START DATASET CONTENT
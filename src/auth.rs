use async_trait::async_trait;
use axum::{
    extract::{FromRef, FromRequestParts},
    http::{header::AUTHORIZATION, request::Parts},
};
use chrono::{Duration as ChronoDuration, Utc};
use jsonwebtoken::{decode, encode, Algorithm, DecodingKey, EncodingKey, Header, Validation};
use serde::{Deserialize, Serialize};
use std::fmt;
use std::time::Duration;
use uuid::Uuid;

use crate::{errors::ServiceError, AppState};

/// Role carried in the token. The service distinguishes only back-office
/// operators from customer accounts; fine-grained permissions are not needed.
#[derive(Debug, Clone, Copy, PartialEq, Eq, Serialize, Deserialize)]
#[serde(rename_all = "snake_case")]
pub enum Role {
    Admin,
    Customer,
}

impl fmt::Display for Role {
    fn fmt(&self, f: &mut fmt::Formatter<'_>) -> fmt::Result {
        match self {
            Role::Admin => write!(f, "admin"),
            Role::Customer => write!(f, "customer"),
        }
    }
}

/// Claim structure for JWT tokens
#[derive(Debug, Serialize, Deserialize)]
pub struct Claims {
    /// Subject (user ID)
    pub sub: String,
    /// Actor role
    pub role: Role,
    /// JWT ID (unique identifier for this token)
    pub jti: String,
    /// Issued at time
    pub iat: i64,
    /// Expiration time
    pub exp: i64,
}

/// Authentication configuration
#[derive(Clone, Debug)]
pub struct AuthConfig {
    pub jwt_secret: String,
    pub token_expiration: Duration,
}

impl AuthConfig {
    pub fn new(jwt_secret: String, token_expiration: Duration) -> Self {
        Self {
            jwt_secret,
            token_expiration,
        }
    }
}

/// Verifies (and, for tooling and tests, mints) bearer tokens. Credential
/// flows such as login and refresh live outside this service.
#[derive(Clone, Debug)]
pub struct AuthService {
    config: AuthConfig,
}

impl AuthService {
    pub fn new(config: AuthConfig) -> Self {
        Self { config }
    }

    /// Generate a signed token for the given actor.
    pub fn generate_token(&self, user_id: i64, role: Role) -> Result<String, ServiceError> {
        let now = Utc::now();
        let exp = now
            + ChronoDuration::from_std(self.config.token_expiration)
                .map_err(|_| ServiceError::InternalServerError)?;

        let claims = Claims {
            sub: user_id.to_string(),
            role,
            jti: Uuid::new_v4().to_string(),
            iat: now.timestamp(),
            exp: exp.timestamp(),
        };

        encode(
            &Header::new(Algorithm::HS256),
            &claims,
            &EncodingKey::from_secret(self.config.jwt_secret.as_bytes()),
        )
        .map_err(|e| ServiceError::Unauthorized(format!("token creation failed: {}", e)))
    }

    /// Validate a token's signature and expiry and return its claims.
    pub fn verify_token(&self, token: &str) -> Result<Claims, ServiceError> {
        let validation = Validation::new(Algorithm::HS256);
        decode::<Claims>(
            token,
            &DecodingKey::from_secret(self.config.jwt_secret.as_bytes()),
            &validation,
        )
        .map(|data| data.claims)
        .map_err(|_| ServiceError::Unauthorized("invalid or expired token".to_string()))
    }
}

/// Authenticated actor extracted from the Authorization header.
#[derive(Debug, Clone, Copy)]
pub struct AuthUser {
    pub id: i64,
    pub role: Role,
}

impl AuthUser {
    pub fn is_admin(&self) -> bool {
        self.role == Role::Admin
    }
}

fn bearer_token(parts: &Parts) -> Result<String, ServiceError> {
    let header = parts
        .headers
        .get(AUTHORIZATION)
        .and_then(|value| value.to_str().ok())
        .ok_or_else(|| ServiceError::Unauthorized("missing authorization header".to_string()))?;

    header
        .strip_prefix("Bearer ")
        .map(|token| token.to_string())
        .ok_or_else(|| ServiceError::Unauthorized("expected bearer token".to_string()))
}

#[async_trait]
impl<S> FromRequestParts<S> for AuthUser
where
    AppState: FromRef<S>,
    S: Send + Sync,
{
    type Rejection = ServiceError;

    async fn from_request_parts(parts: &mut Parts, state: &S) -> Result<Self, Self::Rejection> {
        let app_state = AppState::from_ref(state);
        let token = bearer_token(parts)?;
        let claims = app_state.auth.verify_token(&token)?;
        let id = claims
            .sub
            .parse::<i64>()
            .map_err(|_| ServiceError::Unauthorized("invalid token subject".to_string()))?;
        Ok(AuthUser {
            id,
            role: claims.role,
        })
    }
}

/// Extractor gating admin-only routes.
#[derive(Debug, Clone, Copy)]
pub struct AdminUser(pub AuthUser);

#[async_trait]
impl<S> FromRequestParts<S> for AdminUser
where
    AppState: FromRef<S>,
    S: Send + Sync,
{
    type Rejection = ServiceError;

    async fn from_request_parts(parts: &mut Parts, state: &S) -> Result<Self, Self::Rejection> {
        let user = AuthUser::from_request_parts(parts, state).await?;
        if !user.is_admin() {
            return Err(ServiceError::Forbidden(
                "administrator access required".to_string(),
            ));
        }
        Ok(AdminUser(user))
    }
}
use serde::{Deserialize, Serialize};
use tokio::sync::mpsc;
use tracing::info;

/// Domain events emitted after a tracking mutation commits. Delivery is
/// best-effort: a full or closed channel never fails the operation that
/// produced the event.
#[derive(Debug, Clone, Serialize, Deserialize)]
pub enum Event {
    TrackingItemCreated {
        tracking_item_id: i64,
        tracking_number: String,
    },
    TrackingItemUpdated {
        tracking_item_id: i64,
        tracking_number: String,
    },
    TrackingItemDeleted {
        tracking_item_id: i64,
        tracking_number: String,
    },
}

#[derive(Debug, Clone)]
pub struct EventSender {
    sender: mpsc::Sender<Event>,
}

impl EventSender {
    /// Creates a new EventSender
    pub fn new(sender: mpsc::Sender<Event>) -> Self {
        Self { sender }
    }

    /// Sends an event asynchronously
    pub async fn send(&self, event: Event) -> Result<(), String> {
        self.sender
            .send(event)
            .await
            .map_err(|e| format!("Failed to send event: {}", e))
    }
}

/// Consumes events off the channel for the lifetime of the process. Currently
/// the sink is the structured log; external consumers would hook in here.
pub async fn process_events(mut receiver: mpsc::Receiver<Event>) {
    while let Some(event) = receiver.recv().await {
        match &event {
            Event::TrackingItemCreated {
                tracking_item_id,
                tracking_number,
            } => info!(tracking_item_id, %tracking_number, "tracking item created"),
            Event::TrackingItemUpdated {
                tracking_item_id,
                tracking_number,
            } => info!(tracking_item_id, %tracking_number, "tracking item updated"),
            Event::TrackingItemDeleted {
                tracking_item_id,
                tracking_number,
            } => info!(tracking_item_id, %tracking_number, "tracking item deleted"),
        }
    }
}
END DATASET CONTENT
▶ YOUR GOAL
Report, for the data above, every line in which the string "TrackingItemDeleted" appears.

▶ THE ANSWER
    TrackingItemDeleted {
            Event::TrackingItemDeleted {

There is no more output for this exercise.